Le lendemain soir, ils marchèrent - main dans la


main, encore - à travers les rues. Minnie Bibble
aimait tant les portes. A peine apercevait-elle le
moindre portail rouillé d’un parc qu’il lui fallait
trouver des interstices où se faufiler, comme pour
visiter l’au-delà des choses.
- Est-ce que je suis une porte, pour toi ? dit-il.
- Pas pour le moment.
Il fit lâchement semblant d’ignorer que les filles
ne changent jamais d’avis :
- Si tu changeais d’avis… Tu me le dirais ?
- Mais oui.
Mots qui ont escaladé souvent les voûtes des
ciels d’été. Minnie Bibble ajouta :
- Marchons encore un peu !
Elle avait raison. « Encore un peu ». Puisque ce
serait leur dernier moment. Minnie Bibble s’assit
sur la balançoire, sous les tilleuls. Comment
imaginer un personnage de Fitzgerald sans
balançoire ? Ses paumes glissèrent des épaules de
Minnie Bibble, le long de ses bras nus, jusqu’aux
mains de la jeune fille. Il les saisit. Minnie Bibble
frémit. Elle trembla, elle rougit.
Qui dira à une fille de vingt ans la course très
vive du temps, et d’un instant le cœur battant ?
Qui dira à une fille de dix-sept ans de vieillir
l’étonnement grand ? Qui dira hier et demain à une
fille de quatorze ans, et qu’autant vaut cueillir les
roses du présent ? Qui dira à une fille de quinze
ans, niant un baiser en riant, qu’un jour, bientôt,
c’est en pleurant qu’elle verra s’enfuir au vent le
souvenir du ci-devant ? Qui dira, à une fille de
seize ans, que passeront aussi ses ans ?
C’était la saison où il pleut des filles, et voici
qu’à l’aube, à la brune, la lune apparaissait. Dans
le ciel le soleil traçait sa rune, qui évaporait la
pluie. L’ante est fuyante aux occasions galantes,
l’arc en ciel s’efface, ô saisons très lentes ! La
secrète absence était dans son cœur, les échos des
morts aux siècles par cœur. Silence au cœur qui
fend et mord le cœur, ce jusqu’à notre rencart
avec la Mort. C’était l’averse d’été aux gouttes
froides, comme les pleurs glacés des pauvres
morts roides. C’était la saison sans rien ni
personne, et il entendait le glas des cloches qui
sonnent. Mirages vains et promesses trahies, son
temps s’effilochait et les heures fuyaient.

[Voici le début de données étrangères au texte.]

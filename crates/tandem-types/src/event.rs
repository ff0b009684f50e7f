use serde::{Deserialize, Serialize};
use serde_json::Value;

/// Envelope for everything published on the engine event bus and streamed to
/// SSE clients. The `type` string is the stable event family name
/// (`mission.updated`, `routine.fired`, ...).
#[derive(Debug, Clone, PartialEq, Serialize, Deserialize)]
pub struct EngineEvent {
    #[serde(rename = "type")]
    pub event_type: String,
    pub properties: Value,
}

impl EngineEvent {
    pub fn new(event_type: impl Into<String>, properties: Value) -> Self {
        Self {
            event_type: event_type.into(),
            properties,
        }
    }

    pub fn property_str(&self, key: &str) -> Option<&str> {
        self.properties.get(key).and_then(|v| v.as_str())
    }

    pub fn is_family(&self, prefix: &str) -> bool {
        self.event_type.starts_with(prefix)
    }
}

Au moment même où il ne s’y attendait plus,
un jour à quatre heures du matin, Minnie Bibble
l’appela :
- Tu dors ?
- Où es-tu ?
- Le soleil va se lever et la lumière est belle
- J’arrive.
Ce n’était pas rien qu’un rendez-vous, dans
l’aube d’été, avec Minnie Bibble. Chaque fois est
toujours la dernière. Ils restèrent toute la nuit
ensemble, jusqu’au milieu de l’après-midi qui
suivit. Rien ne se passa. Minnie Bibble dit :
- Il y a deux semaines que je ne dors pas la nuit.

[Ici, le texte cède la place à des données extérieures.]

use std::sync::atomic::{AtomicBool, AtomicU32, Ordering};
use std::time::Duration;

use async_trait::async_trait;
use serde::{Deserialize, Serialize};
use serde_json::{json, Value};
use tokio::sync::Mutex;
use tokio::time::Instant;

#[derive(Debug, Clone, PartialEq, Serialize, Deserialize)]
pub struct LaunchRequest {
    /// Idempotency key; relaunching the same key must not start a second run.
    pub run_key: String,
    pub entrypoint: String,
    #[serde(default, skip_serializing_if = "Option::is_none")]
    pub prompt: Option<String>,
    #[serde(default)]
    pub args: Value,
    #[serde(default)]
    pub capabilities: Vec<String>,
    #[serde(default)]
    pub dry_run: bool,
    #[serde(default, skip_serializing_if = "Option::is_none")]
    pub agent_skill: Option<String>,
    #[serde(default)]
    pub metadata: Value,
}

#[derive(Debug, Clone, PartialEq, Eq, Serialize, Deserialize)]
pub struct LaunchReceipt {
    pub run_id: String,
    #[serde(default, skip_serializing_if = "Option::is_none")]
    pub session_id: Option<String>,
}

#[derive(Debug, Clone, PartialEq, Eq, thiserror::Error)]
pub enum LaunchError {
    #[error("run api unreachable: {0}")]
    Transport(String),
    #[error("run api rejected request ({status}): {body}")]
    Rejected { status: u16, body: String },
    #[error("run api returned an unusable response: {0}")]
    InvalidResponse(String),
    #[error("no run api configured")]
    NotConfigured,
}

impl LaunchError {
    pub fn is_retryable(&self) -> bool {
        match self {
            LaunchError::Transport(_) => true,
            LaunchError::Rejected { status, .. } => *status >= 500 || *status == 429,
            LaunchError::InvalidResponse(_) | LaunchError::NotConfigured => false,
        }
    }
}

/// Boundary to the agent runtime that actually executes runs.
#[async_trait]
pub trait RunLauncher: Send + Sync {
    async fn launch(&self, request: &LaunchRequest) -> Result<LaunchReceipt, LaunchError>;

    /// Lifts the dry-run hold on a run that was waiting for approval.
    async fn approve(&self, run_id: &str) -> Result<(), LaunchError>;

    async fn cancel(&self, run_id: &str, reason: &str) -> Result<(), LaunchError>;
}

/// Retries retryable failures with exponential backoff. Gives up early when
/// the next attempt could not start before `deadline`.
pub async fn launch_with_retry(
    launcher: &dyn RunLauncher,
    request: &LaunchRequest,
    max_attempts: u32,
    backoff_ms: u64,
    deadline: Option<Instant>,
) -> Result<LaunchReceipt, LaunchError> {
    let max_attempts = max_attempts.max(1);
    let mut attempt = 1;
    loop {
        match launcher.launch(request).await {
            Ok(receipt) => return Ok(receipt),
            Err(error) if !error.is_retryable() || attempt >= max_attempts => return Err(error),
            Err(error) => {
                let delay = Duration::from_millis(
                    backoff_ms.saturating_mul(1u64 << (attempt - 1).min(16)),
                );
                if deadline.is_some_and(|deadline| Instant::now() + delay >= deadline) {
                    tracing::warn!(
                        run_key = %request.run_key,
                        attempt,
                        "launch retry window exhausted: {error}"
                    );
                    return Err(error);
                }
                tracing::debug!(
                    run_key = %request.run_key,
                    attempt,
                    delay_ms = delay.as_millis() as u64,
                    "launch failed, retrying: {error}"
                );
                tokio::time::sleep(delay).await;
                attempt += 1;
            }
        }
    }
}

pub struct HttpRunLauncher {
    client: reqwest::Client,
    base_url: String,
}

impl HttpRunLauncher {
    pub fn new(base_url: impl Into<String>, timeout_ms: u64) -> Result<Self, LaunchError> {
        let client = reqwest::Client::builder()
            .timeout(Duration::from_millis(timeout_ms.max(1)))
            .build()
            .map_err(|err| LaunchError::Transport(err.to_string()))?;
        Ok(Self {
            client,
            base_url: base_url.into().trim_end_matches('/').to_string(),
        })
    }

    pub fn base_url(&self) -> &str {
        &self.base_url
    }

    async fn post(&self, path: &str, body: &Value) -> Result<String, LaunchError> {
        let resp = self
            .client
            .post(format!("{}{path}", self.base_url))
            .json(body)
            .send()
            .await
            .map_err(|err| LaunchError::Transport(err.to_string()))?;
        let status = resp.status();
        let text = resp.text().await.unwrap_or_default();
        if !status.is_success() {
            return Err(LaunchError::Rejected {
                status: status.as_u16(),
                body: text,
            });
        }
        Ok(text)
    }
}

#[async_trait]
impl RunLauncher for HttpRunLauncher {
    async fn launch(&self, request: &LaunchRequest) -> Result<LaunchReceipt, LaunchError> {
        let body = serde_json::to_value(request)
            .map_err(|err| LaunchError::InvalidResponse(err.to_string()))?;
        let text = self.post("/run", &body).await?;
        let payload: Value = serde_json::from_str(&text)
            .map_err(|err| LaunchError::InvalidResponse(format!("{err}: {text}")))?;
        let field = |camel: &str, snake: &str| {
            payload
                .get(camel)
                .or_else(|| payload.get(snake))
                .and_then(Value::as_str)
                .map(str::trim)
                .filter(|value| !value.is_empty())
                .map(ToString::to_string)
        };
        let run_id = field("runID", "run_id")
            .ok_or_else(|| LaunchError::InvalidResponse(format!("missing run id: {text}")))?;
        Ok(LaunchReceipt {
            run_id,
            session_id: field("sessionID", "session_id"),
        })
    }

    async fn approve(&self, run_id: &str) -> Result<(), LaunchError> {
        self.post(&format!("/run/{run_id}/approve"), &json!({}))
            .await
            .map(|_| ())
    }

    async fn cancel(&self, run_id: &str, reason: &str) -> Result<(), LaunchError> {
        self.post(&format!("/run/{run_id}/cancel"), &json!({ "reason": reason }))
            .await
            .map(|_| ())
    }
}

/// In-process launcher that records requests. Backs `--dry-launcher` and
/// tests; failures can be injected.
#[derive(Default)]
pub struct RecordingRunLauncher {
    launches: Mutex<Vec<LaunchRequest>>,
    approvals: Mutex<Vec<String>>,
    cancellations: Mutex<Vec<(String, String)>>,
    pending_failures: AtomicU32,
    fail_all: AtomicBool,
}

impl RecordingRunLauncher {
    pub fn new() -> Self {
        Self::default()
    }

    pub fn fail_next(&self, count: u32) {
        self.pending_failures.store(count, Ordering::SeqCst);
    }

    pub fn set_fail_all(&self, enabled: bool) {
        self.fail_all.store(enabled, Ordering::SeqCst);
    }

    pub async fn launches(&self) -> Vec<LaunchRequest> {
        self.launches.lock().await.clone()
    }

    pub async fn approvals(&self) -> Vec<String> {
        self.approvals.lock().await.clone()
    }

    pub async fn cancellations(&self) -> Vec<(String, String)> {
        self.cancellations.lock().await.clone()
    }

    fn injected_failure(&self) -> bool {
        if self.fail_all.load(Ordering::SeqCst) {
            return true;
        }
        self.pending_failures
            .fetch_update(Ordering::SeqCst, Ordering::SeqCst, |left| left.checked_sub(1))
            .is_ok()
    }

    fn receipt_for(run_key: &str) -> LaunchReceipt {
        LaunchReceipt {
            run_id: format!("run-{run_key}"),
            session_id: None,
        }
    }
}

#[async_trait]
impl RunLauncher for RecordingRunLauncher {
    async fn launch(&self, request: &LaunchRequest) -> Result<LaunchReceipt, LaunchError> {
        if self.injected_failure() {
            return Err(LaunchError::Rejected {
                status: 503,
                body: "injected failure".to_string(),
            });
        }
        let mut launches = self.launches.lock().await;
        if !launches.iter().any(|known| known.run_key == request.run_key) {
            launches.push(request.clone());
        }
        Ok(Self::receipt_for(&request.run_key))
    }

    async fn approve(&self, run_id: &str) -> Result<(), LaunchError> {
        self.approvals.lock().await.push(run_id.to_string());
        Ok(())
    }

    async fn cancel(&self, run_id: &str, reason: &str) -> Result<(), LaunchError> {
        self.cancellations
            .lock()
            .await
            .push((run_id.to_string(), reason.to_string()));
        Ok(())
    }
}

#[cfg(test)]
mod tests {
    use super::*;
    use axum::extract::Path;
    use axum::http::StatusCode;
    use axum::routing::post;
    use axum::{Json, Router};

    fn request(run_key: &str) -> LaunchRequest {
        LaunchRequest {
            run_key: run_key.to_string(),
            entrypoint: "mission.default".to_string(),
            prompt: None,
            args: json!({"topic": "weekly report"}),
            capabilities: vec!["fs.read".to_string()],
            dry_run: true,
            agent_skill: None,
            metadata: json!({}),
        }
    }

    async fn spawn_stub() -> String {
        let app = Router::new()
            .route(
                "/run",
                post(|Json(input): Json<LaunchRequest>| async move {
                    if input.entrypoint == "broken" {
                        return (StatusCode::BAD_GATEWAY, Json(json!({"error": "down"})));
                    }
                    (
                        StatusCode::OK,
                        Json(json!({
                            "runID": format!("run-{}", input.run_key),
                            "sessionID": "session-1",
                        })),
                    )
                }),
            )
            .route(
                "/run/{id}/cancel",
                post(|Path(id): Path<String>| async move { Json(json!({"cancelled": id})) }),
            );
        let listener = tokio::net::TcpListener::bind("127.0.0.1:0")
            .await
            .expect("bind stub");
        let addr = listener.local_addr().expect("addr");
        tokio::spawn(async move {
            let _ = axum::serve(listener, app).await;
        });
        format!("http://{addr}/")
    }

    #[tokio::test]
    async fn http_launcher_posts_requests_and_parses_receipts() {
        let base = spawn_stub().await;
        let launcher = HttpRunLauncher::new(base, 2_000).expect("launcher");
        assert!(!launcher.base_url().ends_with('/'));

        let receipt = launcher.launch(&request("rr-daily-60000")).await.expect("launch");
        assert_eq!(receipt.run_id, "run-rr-daily-60000");
        assert_eq!(receipt.session_id.as_deref(), Some("session-1"));
        launcher
            .cancel("run-rr-daily-60000", "mission cancelled")
            .await
            .expect("cancel");

        let mut broken = request("rr-broken-1");
        broken.entrypoint = "broken".to_string();
        let err = launcher.launch(&broken).await.expect_err("rejected");
        assert!(matches!(err, LaunchError::Rejected { status: 502, .. }));
        assert!(err.is_retryable());
    }

    #[tokio::test]
    async fn retry_recovers_from_transient_failures() {
        let launcher = RecordingRunLauncher::new();
        launcher.fail_next(2);
        let receipt = launch_with_retry(&launcher, &request("k-1"), 3, 1, None)
            .await
            .expect("third attempt succeeds");
        assert_eq!(receipt.run_id, "run-k-1");
        assert_eq!(launcher.launches().await.len(), 1);
    }

    #[tokio::test]
    async fn retry_backoff_doubles_each_attempt() {
        let launcher = RecordingRunLauncher::new();
        launcher.fail_next(3);
        let started = Instant::now();
        launch_with_retry(&launcher, &request("k-3"), 4, 20, None)
            .await
            .expect("fourth attempt succeeds");
        // 20 + 40 + 80
        assert!(started.elapsed() >= Duration::from_millis(140));
    }

    #[tokio::test]
    async fn retry_stops_at_deadline() {
        let launcher = RecordingRunLauncher::new();
        launcher.set_fail_all(true);
        let deadline = Instant::now() + Duration::from_millis(20);
        let started = Instant::now();
        let err = launch_with_retry(&launcher, &request("k-2"), 10, 50, Some(deadline))
            .await
            .expect_err("deadline");
        assert!(err.is_retryable());
        assert!(started.elapsed() < Duration::from_millis(50));
        assert!(launcher.launches().await.is_empty());
    }

    #[tokio::test]
    async fn recording_launcher_is_idempotent_per_run_key() {
        let launcher = RecordingRunLauncher::new();
        let first = launcher.launch(&request("m-1:w-1:1")).await.expect("launch");
        let second = launcher.launch(&request("m-1:w-1:1")).await.expect("launch");
        assert_eq!(first, second);
        assert_eq!(launcher.launches().await.len(), 1);
    }
}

Il préféra ne pas demander pourquoi. Minnie
Bibble avait préféré la compagnie des garçons de
son âge. Il ne lui en voulut pas. Il était heureux de
lui avoir dit, et écrit, les choses qu’il désirait qu’elle
sache. Quand il la quitta :
- J’espère te revoir.
- Mais oui !
Elle se rendait compte, probablement, de sa
pauvreté, de ses extravagances, de ses premiers
cheveux blancs. Mais elle avait été assez gentille
pour ne jamais lui demander son âge. Il avait
trente ans de plus qu’elle. Il demanda :
- Jamais ? Ou peut-être ?
Minnie Bibble ne répondit ni jamais, ni peut-
être. Ni oui, ni non. Elle garda le silence.
V

O promesses des au revoir, avant de ne pas


se revoir ! C’est l’adieu des mains qui s’étreignent,
qu’elles disent vrai ou qu’elles feignent. On ne
revient pas en arrière. « A quoi eût ressemblé
naguère ? » se demanda-t-il. « Fin de la fête. Quel
dommage ». Il n’avait plus désormais d’âge que
celui du dernier voyage, mais il se souviendrait de
leur rendez-vous à sept heures, de cet instant où
Minnie Bibble aux cheveux rouges s’était assise en
tailleur, sa robe éraflée aux ronces. Le temps avait
passé à douceur, moments qui étranglent le cœur.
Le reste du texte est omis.